If you have played any of the seven previous entries in the Dr. Mario series you will know exactly what to expect from Dr. Luigi. Armed with colorful pills, you are tasked with defeating viruses who have taken up residence in a pill bottle shaped arena. How the viruses got into the pill bottle we may never know, but victory can only be obtained once they are fully eradicated. The randomly generated pills (consisting of mixed or solid colors) fall from the top and you must use them to create lines of the same color four or longer. To destroy a virus you must attach it to one of these lines and it will be cleared along with the pill pieces. Your goal is to defeat the viruses as quickly as possible and rack up a high score doing so. While there is no formal single player mode there are difficulties ranging from 1-20 and three speeds to ramp up the challenge. Other variations include Flash mode, which requires you to clear only specific viruses from a large group.

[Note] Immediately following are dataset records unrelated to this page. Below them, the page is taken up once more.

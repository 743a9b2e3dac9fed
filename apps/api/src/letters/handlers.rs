//! Axum route handlers for the dashboard.

use axum::{
    extract::{Path, Query, State},
    http::StatusCode,
    Json,
};
use serde::{Deserialize, Serialize};

use crate::errors::AppError;
use crate::letters::card::CardView;
use crate::letters::reducers::Summary;
use crate::models::letter::CoverLetterRecord;
use crate::state::AppState;

#[derive(Debug, Default, Deserialize)]
pub struct SearchQuery {
    #[serde(default)]
    pub q: String,
}

/// What the grid shows when there is nothing to list.
#[derive(Debug, Clone, Serialize, PartialEq, Eq)]
#[serde(rename_all = "camelCase")]
pub struct EmptyState {
    pub title: &'static str,
    pub hint: &'static str,
    pub can_create: bool,
}

#[derive(Debug, Serialize)]
pub struct DashboardResponse {
    pub summary: Summary,
    pub query: String,
    pub letters: Vec<CardView>,
    #[serde(skip_serializing_if = "Option::is_none")]
    pub empty: Option<EmptyState>,
}

fn empty_state(query: &str) -> EmptyState {
    if query.is_empty() {
        EmptyState {
            title: "No cover letters yet",
            hint: "Create your first AI-powered cover letter to get started",
            can_create: true,
        }
    } else {
        EmptyState {
            title: "No cover letters found",
            hint: "Try adjusting your search terms",
            can_create: false,
        }
    }
}

/// GET /api/v1/letters?q=
///
/// Counters cover every saved letter; cards are the search matches.
pub async fn handle_dashboard(
    State(state): State<AppState>,
    Query(params): Query<SearchQuery>,
) -> Json<DashboardResponse> {
    let (summary, matches) = state.letters.search(&params.q).await;
    let letters: Vec<CardView> = matches.iter().map(CardView::from).collect();
    let empty = letters.is_empty().then(|| empty_state(&params.q));

    Json(DashboardResponse {
        summary,
        query: params.q,
        letters,
        empty,
    })
}

/// DELETE /api/v1/letters/:id
///
/// No confirmation, no undo. Unknown ids are a no-op.
pub async fn handle_delete(State(state): State<AppState>, Path(id): Path<String>) -> StatusCode {
    state.letters.delete(&id).await;
    StatusCode::NO_CONTENT
}

/// GET /api/v1/letters/:id
pub async fn handle_view(
    State(state): State<AppState>,
    Path(id): Path<String>,
) -> Result<Json<CoverLetterRecord>, AppError> {
    Ok(Json(state.letters.view(&id)?))
}

/// POST /api/v1/letters/:id/edit
pub async fn handle_edit(
    State(state): State<AppState>,
    Path(id): Path<String>,
) -> Result<Json<CoverLetterRecord>, AppError> {
    Ok(Json(state.letters.edit(&id)?))
}
// Cover letter form: one draft session per open form.
// Provider calls go through llm_client only; credentials stay in the vault.

pub mod credentials;
pub mod form;
pub mod generator;
pub mod handlers;
pub mod session;
pub mod sweep;
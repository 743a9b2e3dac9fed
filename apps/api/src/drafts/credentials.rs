//! Credential vault — holds each open draft's provider API key.
//!
//! Keys are scoped to a draft session: they are written when the user fills
//! the key field, read only by generation, and revoked when the draft is
//! saved, closed or swept as idle. They never reach a `CoverLetterRecord`,
//! a response body or a log line.

use std::collections::HashMap;
use std::fmt;
use std::sync::Arc;

use tokio::sync::RwLock;
use uuid::Uuid;

#[derive(Clone, PartialEq, Eq)]
pub struct ApiKey(String);

impl ApiKey {
    /// Returns `None` for blank input.
    pub fn parse(raw: &str) -> Option<Self> {
        let trimmed = raw.trim();
        if trimmed.is_empty() {
            None
        } else {
            Some(Self(trimmed.to_string()))
        }
    }

    pub fn expose(&self) -> &str {
        &self.0
    }
}

impl fmt::Debug for ApiKey {
    fn fmt(&self, f: &mut fmt::Formatter<'_>) -> fmt::Result {
        f.write_str("ApiKey(<redacted>)")
    }
}

#[derive(Clone, Default)]
pub struct CredentialVault {
    keys: Arc<RwLock<HashMap<Uuid, ApiKey>>>,
}

impl CredentialVault {
    /// Stores the key for `draft_id`; a blank key clears it.
    pub async fn set(&self, draft_id: Uuid, raw: &str) {
        let mut keys = self.keys.write().await;
        match ApiKey::parse(raw) {
            Some(key) => {
                keys.insert(draft_id, key);
            }
            None => {
                keys.remove(&draft_id);
            }
        }
    }

    pub async fn get(&self, draft_id: Uuid) -> Option<ApiKey> {
        self.keys.read().await.get(&draft_id).cloned()
    }

    pub async fn contains(&self, draft_id: Uuid) -> bool {
        self.keys.read().await.contains_key(&draft_id)
    }

    pub async fn revoke(&self, draft_id: Uuid) {
        self.keys.write().await.remove(&draft_id);
    }
}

But that’s just the Retro Remedy mode, one of the three gameplay modes available in the game. In Operation L the normal pills are replaced by L blocks (actually just two pills connected in an L shape). Every L piece is an automatic three in a row making this mode much easier and likely more appealing to beginners, but other than that offers nothing different from Retro Remedy. Finally there is Virus Buster, a slowed down version of Retro Remedy that uses only touch screen controls. I found this to be to be the most fun, giving me plenty of time to figure out the optimal matches. It was also surprisingly relaxing thanks to slowed down remixes of Fever and Chill. Operation L features all of the same variations and multiplayer options as Retro Remedy, but sadly Virus Buster can only be played solo due to its reliance on the Wii U GamePad. Extra modes are always appreciated, but these two aren’t varied enough to carry an entire game. Some kind of single player challenge mode could have added some much needed longevity to this game, but as is you can see everything it has to offer in about 30 minutes.

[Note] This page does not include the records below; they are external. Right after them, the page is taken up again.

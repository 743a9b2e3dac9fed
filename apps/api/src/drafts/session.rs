//! Draft sessions — one per open cover letter form.
//!
//! A session owns the form state, a generating flag and a cancellation token.
//! Closing the session cancels the token, which aborts any in-flight
//! generation; the late result then has nowhere to land and is dropped.

use std::collections::HashMap;
use std::sync::atomic::{AtomicBool, Ordering};
use std::sync::Arc;
use std::time::Duration;

use chrono::{DateTime, Utc};
use serde::Serialize;
use tokio::sync::RwLock;
use tokio::time::Instant;
use tokio_util::sync::CancellationToken;
use tracing::debug;
use uuid::Uuid;

use crate::drafts::credentials::{ApiKey, CredentialVault};
use crate::drafts::form::{DraftForm, DraftPatch};
use crate::errors::AppError;
use crate::models::letter::{LetterInput, PersonalInfo};

pub struct DraftSession {
    pub form: DraftForm,
    pub opened_at: DateTime<Utc>,
    last_active: Instant,
    generating: Arc<AtomicBool>,
    cancel: CancellationToken,
}

impl DraftSession {
    fn new(opened_at: DateTime<Utc>) -> Self {
        Self {
            form: DraftForm::default(),
            opened_at,
            last_active: Instant::now(),
            generating: Arc::new(AtomicBool::new(false)),
            cancel: CancellationToken::new(),
        }
    }

    pub fn is_generating(&self) -> bool {
        self.generating.load(Ordering::SeqCst)
    }
}

/// Everything a generation needs, captured under the lock so the provider
/// call can run without holding it.
///
/// Dropping the ticket clears the session's generating flag, whichever way
/// the generation ends (success, failure, cancellation, or the request
/// future itself being dropped).
pub struct GenerationTicket {
    pub input: LetterInput,
    pub api_key: ApiKey,
    pub cancel: CancellationToken,
    generating: Arc<AtomicBool>,
}

impl Drop for GenerationTicket {
    fn drop(&mut self) {
        self.generating.store(false, Ordering::SeqCst);
    }
}

/// Serializable view of a draft. Exposes whether a key is set, never the key.
#[derive(Debug, Clone, Serialize, PartialEq, Eq)]
#[serde(rename_all = "camelCase")]
pub struct DraftView {
    pub id: Uuid,
    pub job_title: String,
    pub company_name: String,
    pub job_description: String,
    pub personal_info: PersonalInfo,
    pub generated_letter: String,
    pub is_generating: bool,
    pub has_api_key: bool,
    pub opened_at: DateTime<Utc>,
}

#[derive(Clone, Default)]
pub struct DraftRegistry {
    sessions: Arc<RwLock<HashMap<Uuid, DraftSession>>>,
}

impl DraftRegistry {
    pub async fn open(&self, now: DateTime<Utc>) -> Uuid {
        let id = Uuid::new_v4();
        self.sessions.write().await.insert(id, DraftSession::new(now));
        debug!("Opened draft {id}");
        id
    }

    pub async fn view(&self, id: Uuid, has_api_key: bool) -> Result<DraftView, AppError> {
        let sessions = self.sessions.read().await;
        let session = sessions.get(&id).ok_or_else(|| not_found(id))?;
        let input = &session.form.input;
        Ok(DraftView {
            id,
            job_title: input.job_title.clone(),
            company_name: input.company_name.clone(),
            job_description: input.job_description.clone(),
            personal_info: input.personal_info.clone(),
            generated_letter: session.form.generated_letter.clone(),
            is_generating: session.is_generating(),
            has_api_key,
            opened_at: session.opened_at,
        })
    }

    /// Applies the patch and routes its `api_key` to the vault. The key is
    /// written under the sessions lock, so a draft closed concurrently can
    /// never get its key back.
    pub async fn update(
        &self,
        id: Uuid,
        patch: &DraftPatch,
        vault: &CredentialVault,
    ) -> Result<(), AppError> {
        let mut sessions = self.sessions.write().await;
        let session = sessions.get_mut(&id).ok_or_else(|| not_found(id))?;
        session.form.apply(patch);
        session.last_active = Instant::now();
        if let Some(api_key) = &patch.api_key {
            vault.set(id, api_key).await;
        }
        Ok(())
    }

    /// Validates the form and flips the generating flag. Leaves the flag
    /// untouched if a precondition is unmet or a generation is already running.
    pub async fn begin_generation(
        &self,
        id: Uuid,
        api_key: Option<ApiKey>,
    ) -> Result<GenerationTicket, AppError> {
        let mut sessions = self.sessions.write().await;
        let session = sessions.get_mut(&id).ok_or_else(|| not_found(id))?;
        session.last_active = Instant::now();

        let api_key = session.form.check_ready(api_key)?;

        if session
            .generating
            .compare_exchange(false, true, Ordering::SeqCst, Ordering::SeqCst)
            .is_err()
        {
            return Err(AppError::Conflict(format!(
                "A cover letter is already being generated for draft {id}"
            )));
        }

        Ok(GenerationTicket {
            input: session.form.input.clone(),
            api_key,
            cancel: session.cancel.clone(),
            generating: session.generating.clone(),
        })
    }

    /// Stores generated text on the draft. Returns `false` when the draft was
    /// closed in the meantime and the text was discarded.
    pub async fn store_letter(&self, id: Uuid, letter: String) -> bool {
        let mut sessions = self.sessions.write().await;
        match sessions.get_mut(&id) {
            Some(session) => {
                session.form.generated_letter = letter;
                session.last_active = Instant::now();
                true
            }
            None => false,
        }
    }

    /// Checks that the draft has letter text and, if so, removes the session
    /// and hands its form over for saving. A blank letter leaves the session
    /// open and untouched.
    pub async fn take_savable(&self, id: Uuid) -> Result<DraftForm, AppError> {
        let mut sessions = self.sessions.write().await;
        let session = sessions.get(&id).ok_or_else(|| not_found(id))?;
        session.form.check_savable()?;

        let session = sessions.remove(&id).ok_or_else(|| not_found(id))?;
        session.cancel.cancel();
        debug!("Draft {id} taken for saving");
        Ok(session.form)
    }

    /// Removes the session and cancels its in-flight generation, if any.
    pub async fn close(&self, id: Uuid) -> Result<(), AppError> {
        let session = self
            .sessions
            .write()
            .await
            .remove(&id)
            .ok_or_else(|| not_found(id))?;
        session.cancel.cancel();
        debug!("Closed draft {id}");
        Ok(())
    }

    /// Closes every draft untouched for at least `ttl`. Drafts with a
    /// generation in flight are left alone. Returns the closed ids.
    pub async fn close_idle(&self, ttl: Duration) -> Vec<Uuid> {
        let mut sessions = self.sessions.write().await;
        let idle: Vec<Uuid> = sessions
            .iter()
            .filter(|(_, session)| !session.is_generating() && session.last_active.elapsed() >= ttl)
            .map(|(id, _)| *id)
            .collect();

        for id in &idle {
            if let Some(session) = sessions.remove(id) {
                session.cancel.cancel();
            }
        }
        idle
    }

    #[cfg(test)]
    pub async fn contains(&self, id: Uuid) -> bool {
        self.sessions.read().await.contains_key(&id)
    }
}

fn not_found(id: Uuid) -> AppError {
    AppError::NotFound(format!("Draft {id} not found"))
}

The game opens with a wonderfully animated sequence showing Dr. Luigi in his office, but there isn’t much else it the game that impressed me graphically. I get that they didn’t want to stray too far from the series’ classic look, but a little spice here and there would go a long way to making this game feel modern. Where the game does succeed is music, featuring catchy menu jingles and gameplay tracks including Fever, one of the most mesmerizing gaming tunes ever created.

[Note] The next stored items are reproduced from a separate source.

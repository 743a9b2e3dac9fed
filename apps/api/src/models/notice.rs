use serde::Serialize;

/// User-facing notification returned alongside a successful action.
/// Front ends render it as a transient, dismissible toast; failures travel
/// in the `AppError` envelope instead.
#[derive(Debug, Clone, Serialize, PartialEq, Eq)]
pub struct Notice {
    pub title: &'static str,
    pub description: &'static str,
}

pub const LETTER_GENERATED: Notice = Notice {
    title: "Cover Letter Generated!",
    description: "Your cover letter has been successfully generated.",
};

pub const LETTER_SAVED: Notice = Notice {
    title: "Cover Letter Saved!",
    description: "Your cover letter has been saved successfully.",
};
//! In-memory letter store — the single owner of the record list.
//!
//! Lives for the lifetime of the process; a restart keeps nothing but the
//! seed records. Handlers reach it through `AppState`.

use std::sync::Arc;

use chrono::{DateTime, Duration, Utc};
use tokio::sync::RwLock;
use tracing::{debug, info};

use crate::letters::reducers::{self, Summary};
use crate::models::letter::{letter_title, CoverLetterRecord, LetterStatus};

const SEED_CONTENT: &str = "Sample cover letter content...";

/// Letter-level actions a card can request.
#[derive(Debug, Clone, Copy, PartialEq, Eq, serde::Serialize)]
#[serde(rename_all = "lowercase")]
pub enum LetterAction {
    View,
    Edit,
    Delete,
}

impl LetterAction {
    pub fn as_str(&self) -> &'static str {
        match self {
            LetterAction::View => "view",
            LetterAction::Edit => "edit",
            LetterAction::Delete => "delete",
        }
    }
}

/// Returned when an action exists on the card but has no implementation yet.
#[derive(Debug, Clone, PartialEq, Eq)]
pub struct Unsupported {
    pub action: LetterAction,
    pub id: String,
}

#[derive(Clone, Default)]
pub struct LetterStore {
    letters: Arc<RwLock<Vec<CoverLetterRecord>>>,
}

impl LetterStore {
    pub fn new(letters: Vec<CoverLetterRecord>) -> Self {
        Self {
            letters: Arc::new(RwLock::new(letters)),
        }
    }

    /// A store holding the two sample letters, dated relative to `now`.
    pub fn seeded(now: DateTime<Utc>) -> Self {
        Self::new(seed_letters(now))
    }

    pub async fn list(&self) -> Vec<CoverLetterRecord> {
        self.letters.read().await.clone()
    }

    pub async fn search(&self, query: &str) -> (Summary, Vec<CoverLetterRecord>) {
        let letters = self.letters.read().await;
        let summary = reducers::summarize(&letters);
        let matches = reducers::filter(&letters, query)
            .into_iter()
            .cloned()
            .collect();
        (summary, matches)
    }

    /// Allocates a fresh time-derived id, builds the record with it and
    /// prepends it, all under one write lock.
    pub async fn create_with<F>(&self, now: DateTime<Utc>, build: F) -> CoverLetterRecord
    where
        F: FnOnce(String) -> CoverLetterRecord,
    {
        let mut letters = self.letters.write().await;
        let id = reducers::next_id(&letters, now.timestamp_millis());
        let record = build(id);
        debug!("Saving cover letter {} ({})", record.id, record.title);
        let current = std::mem::take(&mut *letters);
        *letters = reducers::save(current, record.clone());
        record
    }

    /// Removes every record with `id`. Returns how many were removed.
    pub async fn delete(&self, id: &str) -> usize {
        let mut letters = self.letters.write().await;
        let before = letters.len();
        let current = std::mem::take(&mut *letters);
        *letters = reducers::delete(current, id);
        let removed = before - letters.len();
        debug!("Deleted {removed} cover letter(s) with id {id}");
        removed
    }

    pub fn view(&self, id: &str) -> Result<CoverLetterRecord, Unsupported> {
        not_supported(LetterAction::View, id)
    }

    pub fn edit(&self, id: &str) -> Result<CoverLetterRecord, Unsupported> {
        not_supported(LetterAction::Edit, id)
    }
}

fn not_supported(action: LetterAction, id: &str) -> Result<CoverLetterRecord, Unsupported> {
    info!("{} cover letter {id}: not supported yet", action.as_str());
    Err(Unsupported {
        action,
        id: id.to_string(),
    })
}

pub fn seed_letters(now: DateTime<Utc>) -> Vec<CoverLetterRecord> {
    vec![
        seed("1", "Software Engineer", "TechCorp", now - Duration::days(1), LetterStatus::Generated),
        seed("2", "Product Manager", "StartupXYZ", now - Duration::days(2), LetterStatus::Draft),
    ]
}

fn seed(
    id: &str,
    position: &str,
    company_name: &str,
    created_at: DateTime<Utc>,
    status: LetterStatus,
) -> CoverLetterRecord {
    CoverLetterRecord {
        id: id.to_string(),
        title: letter_title(position, company_name),
        company_name: company_name.to_string(),
        position: position.to_string(),
        content: SEED_CONTENT.to_string(),
        created_at,
        status,
        form_data: None,
    }
}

Dr. Luigi is a sour end to an otherwise great “Year of Luigi”. Your $15 gets you a classic game with a few twists and online capabilities. Not even the most diehard Dr. Mario fan would feel like they got their money’s worth with this game, and if that person is you believe me when I say that any of the previous entries are just as good. If you absolutely need a puzzle game on your Wii U Dr. Luigi can fill your prescription, but remember that all he has to offer are Mario’s hand me downs.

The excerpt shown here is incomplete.